Os digo que este bajó a su casa justificado, y aquel no. Porque todo el que se enaltece será humillado, y el que se humilla será enaltecido».
Palabra del Señor
La parábola que acabamos de escuchar en el evangelio de hoy es como un espejo para verse y preguntarse: ¿A cuál de esas oraciones se parece la mía?
La primera es bonita, y larga. Un himno de acción de gracias. El fariseo, toma su vida, la pone delante de Dios le da gracias por ella.¿Habrá cosa más linda? Pero la calificación que da Jesús es fulminante: ¡suspenso! ¿Qué será lo que ha echado a perder esta oración que parecía tan bonita?
En cambio, la oración del públicano es pequeña y torpe. Salta a la vista que es un pecador: míralo, no se atreve a levantar los ojos, se queda atrás, se golpea el pecho. Ni una palabra se lo curre en su defensa. Ahora la calificación de Jesús es: ¡justificado! Algo grande ha debido de ocurrir, lo cierto es que el publicano ha bajado el templo con el alma recién nacida.
¿Que le pasa a la oración del fariseo? Muy sencillo: está podrida. Es bonita por fuera, pero está muerta por dentro. El fariseo no está dando gracias a Dios, está haciendo valer ante Él sus pretendidos méritos. No ama a Dios, solamente se ama así mismo.

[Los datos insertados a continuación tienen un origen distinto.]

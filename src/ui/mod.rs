//! Home page behaviour: carousel, reveal and dropdown state machines, plus
//! a terminal preview that hosts them.

pub mod app;
pub mod carousel;
pub mod dropdown;
pub mod events;
pub mod home;
pub mod layout;
pub mod mvi;
pub mod render;
pub mod reveal;
pub mod runtime;
pub mod terminal_guard;
pub mod theme;
pub mod viewport;
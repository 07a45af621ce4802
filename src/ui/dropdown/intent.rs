use crate::ui::mvi::Intent;

#[derive(Debug, Clone, Copy, PartialEq, Eq)]
pub enum DropdownIntent {
    /// Menu button pressed. `entries` is the number of menu rows.
    Toggle { entries: usize },
    Close,
    /// Pointer pressed outside the menu.
    ClickOutside,
    MoveUp,
    MoveDown,
    /// Entry chosen. The host reads the highlighted row before dispatching.
    Select,
}

impl Intent for DropdownIntent {}
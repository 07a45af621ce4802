//! Visibility observation capability.

use std::fmt;

use thiserror::Error;

/// Identity of a block registered with a [`VisibilityObserver`].
#[derive(Debug, Clone, Copy, PartialEq, Eq, Hash, PartialOrd, Ord)]
pub struct BlockId(pub u64);

impl fmt::Display for BlockId {
    fn fmt(&self, f: &mut fmt::Formatter<'_>) -> fmt::Result {
        write!(f, "block#{}", self.0)
    }
}

#[derive(Debug, Clone, PartialEq, Eq, Error)]
pub enum ObserveError {
    #[error("visibility observation is not available on this host")]
    Unavailable,

    #[error("{0} is not mounted")]
    UnknownBlock(BlockId),
}

/// Host-provided viewport intersection tracking.
///
/// The host reports changes back by calling
/// [`RevealController::on_intersect`](super::RevealController::on_intersect)
/// for the block that crossed `threshold`.
pub trait VisibilityObserver {
    /// Start tracking `block`. `threshold` is the visible-area fraction
    /// at which the block counts as intersecting.
    fn observe(&mut self, block: BlockId, threshold: f32) -> Result<(), ObserveError>;

    fn unobserve(&mut self, block: BlockId);
}

/// Observer for hosts without any visibility primitive.
#[derive(Debug, Clone, Copy, Default)]
pub struct UnavailableObserver;

impl VisibilityObserver for UnavailableObserver {
    fn observe(&mut self, _block: BlockId, _threshold: f32) -> Result<(), ObserveError> {
        Err(ObserveError::Unavailable)
    }

    fn unobserve(&mut self, _block: BlockId) {}
}
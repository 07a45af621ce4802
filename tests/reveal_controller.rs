mod common;

use std::sync::Arc;
use std::time::Duration;

use buildchem::schedule::TimerQueue;
use buildchem::ui::reveal::{
    BlockId, RevealController, RevealDirection, RevealMotion, RevealState, UnavailableObserver,
    DEFAULT_THRESHOLD,
};
use common::{ObserverCall, RecordingObserver};
use parking_lot::Mutex;

const BLOCK: BlockId = BlockId(7);

fn reveal(
    delay_ms: u64,
) -> (
    TimerQueue,
    RecordingObserver,
    RevealController<TimerQueue, RecordingObserver>,
) {
    let queue = TimerQueue::manual();
    let observer = RecordingObserver::default();
    let controller = RevealController::new(
        BLOCK,
        RevealDirection::Up,
        Duration::from_millis(delay_ms),
        queue.clone(),
        observer.clone(),
    );
    (queue, observer, controller)
}

#[test]
fn reveals_after_intersection_and_delay() {
    let (queue, observer, mut c) = reveal(150);
    c.observe(0.1);
    assert_eq!(c.state(), RevealState::Observing);
    assert_eq!(observer.calls(), vec![ObserverCall::Observe(BLOCK, 0.1)]);

    c.on_intersect(true);
    assert_eq!(c.state(), RevealState::Triggered);
    assert!(c.pending_timer().is_some());

    queue.advance(Duration::from_millis(149), &mut [&mut c]);
    assert!(!c.is_revealed());
    queue.advance(Duration::from_millis(1), &mut [&mut c]);
    assert!(c.is_revealed());
    assert!(c.pending_timer().is_none());
}

#[test]
fn zero_delay_still_waits_for_the_scheduler() {
    let (queue, _observer, mut c) = reveal(0);
    c.observe(0.1);
    c.on_intersect(true);
    assert_eq!(c.state(), RevealState::Triggered);

    queue.advance(Duration::ZERO, &mut [&mut c]);
    assert!(c.is_revealed());
}

#[test]
fn block_is_unobserved_once_triggered() {
    let (queue, observer, mut c) = reveal(100);
    c.observe(0.2);
    c.on_intersect(true);
    assert_eq!(
        observer.calls(),
        vec![
            ObserverCall::Observe(BLOCK, 0.2),
            ObserverCall::Unobserve(BLOCK),
        ]
    );

    // Further callbacks neither re-arm nor unobserve again.
    c.on_intersect(false);
    c.on_intersect(true);
    assert_eq!(observer.calls().len(), 2);
    assert_eq!(queue.pending(), 1);
}

#[test]
fn leaving_view_before_trigger_keeps_observing() {
    let (queue, observer, mut c) = reveal(0);
    c.observe(0.1);
    c.on_intersect(false);
    assert_eq!(c.state(), RevealState::Observing);
    assert_eq!(queue.pending(), 0);
    assert_eq!(observer.calls().len(), 1);
}

#[test]
fn revealed_never_reverts() {
    let (queue, _observer, mut c) = reveal(0);
    c.observe(0.1);
    c.on_intersect(true);
    queue.advance(Duration::ZERO, &mut [&mut c]);

    c.on_intersect(false);
    c.observe(0.5);
    c.on_intersect(true);
    queue.advance(Duration::from_secs(10), &mut [&mut c]);
    assert!(c.is_revealed());
    assert_eq!(queue.pending(), 0);
}

#[test]
fn missing_observer_reveals_immediately() {
    let queue = TimerQueue::manual();
    let mut c = RevealController::new(
        BLOCK,
        RevealDirection::Scale,
        Duration::from_millis(300),
        queue.clone(),
        UnavailableObserver,
    );
    c.observe(DEFAULT_THRESHOLD);
    assert!(c.is_revealed());
    assert_eq!(queue.pending(), 0);
}

#[test]
fn unmounted_block_is_left_alone() {
    let (queue, observer, mut c) = reveal(0);
    observer.forget(BLOCK);
    c.observe(0.1);
    assert_eq!(c.state(), RevealState::Idle);
    assert!(observer.calls().is_empty());
    assert_eq!(queue.pending(), 0);
}

#[test]
fn threshold_is_clamped() {
    let (_queue, observer, mut c) = reveal(0);
    c.observe(4.0);
    assert_eq!(observer.calls(), vec![ObserverCall::Observe(BLOCK, 1.0)]);

    let (_queue, observer, mut c) = reveal(0);
    c.observe(f32::NAN);
    assert_eq!(
        observer.calls(),
        vec![ObserverCall::Observe(BLOCK, DEFAULT_THRESHOLD)]
    );
}

#[test]
fn teardown_while_observing_unobserves() {
    let (_queue, observer, mut c) = reveal(100);
    c.observe(0.1);
    c.teardown();
    assert!(c.is_torn_down());
    assert_eq!(
        observer.calls().last(),
        Some(&ObserverCall::Unobserve(BLOCK))
    );

    c.on_intersect(true);
    assert_eq!(c.state(), RevealState::Observing);
}

#[test]
fn teardown_cancels_the_pending_delay() {
    let (queue, _observer, mut c) = reveal(100);
    c.observe(0.1);
    c.on_intersect(true);
    c.teardown();
    assert_eq!(queue.pending(), 0);

    queue.advance(Duration::from_secs(1), &mut [&mut c]);
    assert!(!c.is_revealed());
}

#[test]
fn drop_cleans_up() {
    let (queue, observer, mut c) = reveal(100);
    c.observe(0.1);
    drop(c);
    assert_eq!(queue.pending(), 0);
    assert_eq!(
        observer.calls().last(),
        Some(&ObserverCall::Unobserve(BLOCK))
    );
}

#[test]
fn subscribers_follow_state_changes() {
    let (queue, _observer, mut c) = reveal(50);
    let seen: Arc<Mutex<Vec<RevealState>>> = Arc::default();
    let sink = seen.clone();
    c.subscribe(move |state| sink.lock().push(*state));

    c.observe(0.1);
    c.on_intersect(false);
    c.on_intersect(true);
    queue.advance(Duration::from_millis(50), &mut [&mut c]);

    assert_eq!(
        *seen.lock(),
        vec![
            RevealState::Observing,
            RevealState::Triggered,
            RevealState::Revealed,
        ]
    );
}

#[test]
fn style_is_hidden_then_eases_in() {
    let (queue, _observer, mut c) = reveal(0);
    let motion = RevealMotion::default();
    let hidden = c.style(&motion, Duration::from_secs(5));
    assert_eq!(hidden.opacity, 0.0);
    assert_eq!(hidden.transform.to_css(), "translateY(30px)");

    c.observe(0.1);
    c.on_intersect(true);
    queue.advance(Duration::ZERO, &mut [&mut c]);

    let midway = c.style(&motion, Duration::from_millis(350));
    assert!(midway.opacity > 0.5 && midway.opacity < 1.0);
    assert!(c.style(&motion, motion.duration).is_settled());
}

#[test]
fn staggered_blocks_reveal_in_delay_order() {
    let queue = TimerQueue::manual();
    let observer = RecordingObserver::default();
    let mut first = RevealController::new(
        BlockId(1),
        RevealDirection::Left,
        Duration::ZERO,
        queue.clone(),
        observer.clone(),
    );
    let mut second = RevealController::new(
        BlockId(2),
        RevealDirection::Right,
        Duration::from_millis(100),
        queue.clone(),
        observer.clone(),
    );
    first.observe(0.1);
    second.observe(0.1);
    first.on_intersect(true);
    second.on_intersect(true);

    queue.advance(Duration::from_millis(50), &mut [&mut first, &mut second]);
    assert!(first.is_revealed());
    assert!(!second.is_revealed());

    queue.advance(Duration::from_millis(50), &mut [&mut first, &mut second]);
    assert!(second.is_revealed());
}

El Publicano, en cambio, sí se sabe que es pecador. Se sabe pobre: es consciente de que esas monedas que llenan su vida no tienen valor ante el Señor. Entra en el templo sabiendo que necesita que le perdonen. No hace falta más, ni se le ocurre mirar aquel fariseo y menos aún juzgarlo, bastante preocupación lleva con él con la carga que le oprime. Se cree el último.
Sabe que tiene que cambiar, precisamente por eso la oración le cambia: “este bajó a su casa justificado”.
Miremos nuestra oración, ¿Verdad que a veces no es la voluntad de Dios lo que buscamos si no que él se amolde a nuestros planes? ¿Que no es luz lo que queremos, sino que Dios confirme en lo que ya traemos decidido? ¿Que no partimos de cero, sino que nos gusta hacer valer nuestros méritos, pasarle recibo de las horas que llevamos trabajando en sus viñas? ¿Verdad, que en el fondo nos creemos mejores, mucho mejor que todos esos pobrecitos infieles, alejados, pecadores?
Y luego ¿queremos que una oración así nos cambie, que sea decisiva en la construcción del reino De Dios?
A la oración hay que acudir con el alma abierta, con una sola pregunta en los labios: ¿qué quieres de mí, Señor? . Desde la certeza de que nada es nuestro, -solo el pecado-, de que todos esperamos de Él: la luz, la fuerza, seguros de que él nos ama. Totalmente Confiados. Plenamente disponibles.
Feliz domingo del Domund! Oremos y démosle gracias a Dios de todo corazón por tantos hombres y mujeres, sacerdotes, religiosos, padres de familias y jóvenes, que lo han dejado todo y se han ido a otras tierras a anunciar la alegría del evangelio dignificando a la persona y ofreciéndoles todo lo necesario para su pleno desarrollo.